## TASK PROMPT:
Find the lines in the records that carry the word "impl". Copy each one.

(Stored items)
|---|
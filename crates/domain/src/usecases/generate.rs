//! Post generation use case - turns ranked articles into platform posts

use crate::model::{Platform, Post, ScoredArticle};

/// Image attached to generated posts when none is configured
pub const DEFAULT_POST_IMAGE: &str = "assets/placeholder.png";

/// Configuration for the post generator
#[derive(Debug, Clone)]
pub struct GenerateConfig {
    /// Path or URL of the placeholder image
    pub image: String,
}

impl Default for GenerateConfig {
    fn default() -> Self {
        Self {
            image: DEFAULT_POST_IMAGE.to_string(),
        }
    }
}

/// Renders posts from scored articles
pub struct PostGenerator {
    config: GenerateConfig,
}

impl PostGenerator {
    pub fn new(config: GenerateConfig) -> Self {
        Self { config }
    }

    /// Render one post: the title, then the URL on its own line
    pub fn generate(&self, scored: &ScoredArticle, platform: Platform) -> Post {
        let article = &scored.article;
        Post {
            platform,
            content: format!("{}\n{}", article.title, article.url),
            image: self.config.image.clone(),
            score: scored.score,
        }
    }

    /// Render a post for each (article, platform) pair, article-major
    pub fn generate_all(&self, ranked: &[ScoredArticle], platforms: &[Platform]) -> Vec<Post> {
        ranked
            .iter()
            .flat_map(|scored| {
                platforms
                    .iter()
                    .map(move |platform| self.generate(scored, *platform))
            })
            .collect()
    }
}

impl Default for PostGenerator {
    fn default() -> Self {
        Self::new(GenerateConfig::default())
    }
}

#[cfg(test)]
mod tests {
    use super::*;
    use crate::model::Article;

    fn sample() -> ScoredArticle {
        ScoredArticle {
            article: Article::new(
                "New Bayesian model",
                "Details inside",
                "https://nature.com/articles/abc",
            ),
            score: 50.0,
        }
    }

    #[test]
    fn test_generate_content_layout() {
        let post = PostGenerator::default().generate(&sample(), Platform::LinkedIn);

        assert_eq!(
            post.content,
            "New Bayesian model\nhttps://nature.com/articles/abc"
        );
        assert_eq!(post.image, DEFAULT_POST_IMAGE);
        assert_eq!(post.score, 50.0);
        assert_eq!(post.platform, Platform::LinkedIn);
    }

    #[test]
    fn test_generate_is_deterministic() {
        let generator = PostGenerator::default();
        let a = generator.generate(&sample(), Platform::X);
        let b = generator.generate(&sample(), Platform::X);
        assert_eq!(a, b);
    }

    #[test]
    fn test_generate_all_is_article_major() {
        let second = ScoredArticle {
            article: Article::new("Other", "", "https://example.com"),
            score: 10.0,
        };
        let posts = PostGenerator::default().generate_all(&[sample(), second], &Platform::ALL);

        assert_eq!(posts.len(), 6);
        assert_eq!(posts[0].platform, Platform::LinkedIn);
        assert_eq!(posts[1].platform, Platform::Bluesky);
        assert_eq!(posts[2].platform, Platform::X);
        assert!(posts[3].content.starts_with("Other"));
    }

    #[test]
    fn test_custom_image() {
        let generator = PostGenerator::new(GenerateConfig {
            image: "https://cdn.example.com/card.png".to_string(),
        });
        let post = generator.generate(&sample(), Platform::Bluesky);
        assert_eq!(post.image, "https://cdn.example.com/card.png");
    }
}
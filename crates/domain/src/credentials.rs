//! Per-platform publishing credentials

use secrecy::{ExposeSecret, SecretString};
use std::collections::HashMap;

use crate::model::Platform;

/// Read-only map of platform tokens, populated once at startup.
///
/// A platform without a token resolves to an empty secret.
#[derive(Debug, Clone, Default)]
pub struct Credentials {
    tokens: HashMap<Platform, SecretString>,
}

impl Credentials {
    pub fn new() -> Self {
        Self::default()
    }

    /// Attach a token for a platform
    pub fn with_token(mut self, platform: Platform, token: SecretString) -> Self {
        self.tokens.insert(platform, token);
        self
    }

    /// Token for the platform, empty when absent
    pub fn token(&self, platform: Platform) -> SecretString {
        self.tokens
            .get(&platform)
            .cloned()
            .unwrap_or_else(|| SecretString::new("".into()))
    }

    /// Whether a non-empty token is present for the platform
    pub fn has_token(&self, platform: Platform) -> bool {
        self.tokens
            .get(&platform)
            .is_some_and(|t| !t.expose_secret().trim().is_empty())
    }
}

#[cfg(test)]
mod tests {
    use super::*;

    #[test]
    fn test_missing_token_is_empty() {
        let creds = Credentials::new();
        assert_eq!(creds.token(Platform::X).expose_secret(), "");
        assert!(!creds.has_token(Platform::X));
    }

    #[test]
    fn test_present_token() {
        let creds =
            Credentials::new().with_token(Platform::LinkedIn, SecretString::new("abc".into()));
        assert!(creds.has_token(Platform::LinkedIn));
        assert_eq!(creds.token(Platform::LinkedIn).expose_secret(), "abc");
        assert!(!creds.has_token(Platform::Bluesky));
    }
}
|---|
## RESPONSE TO THE TASK:
impl Default for GenerateConfig {
impl PostGenerator {
impl Default for PostGenerator {
impl Credentials {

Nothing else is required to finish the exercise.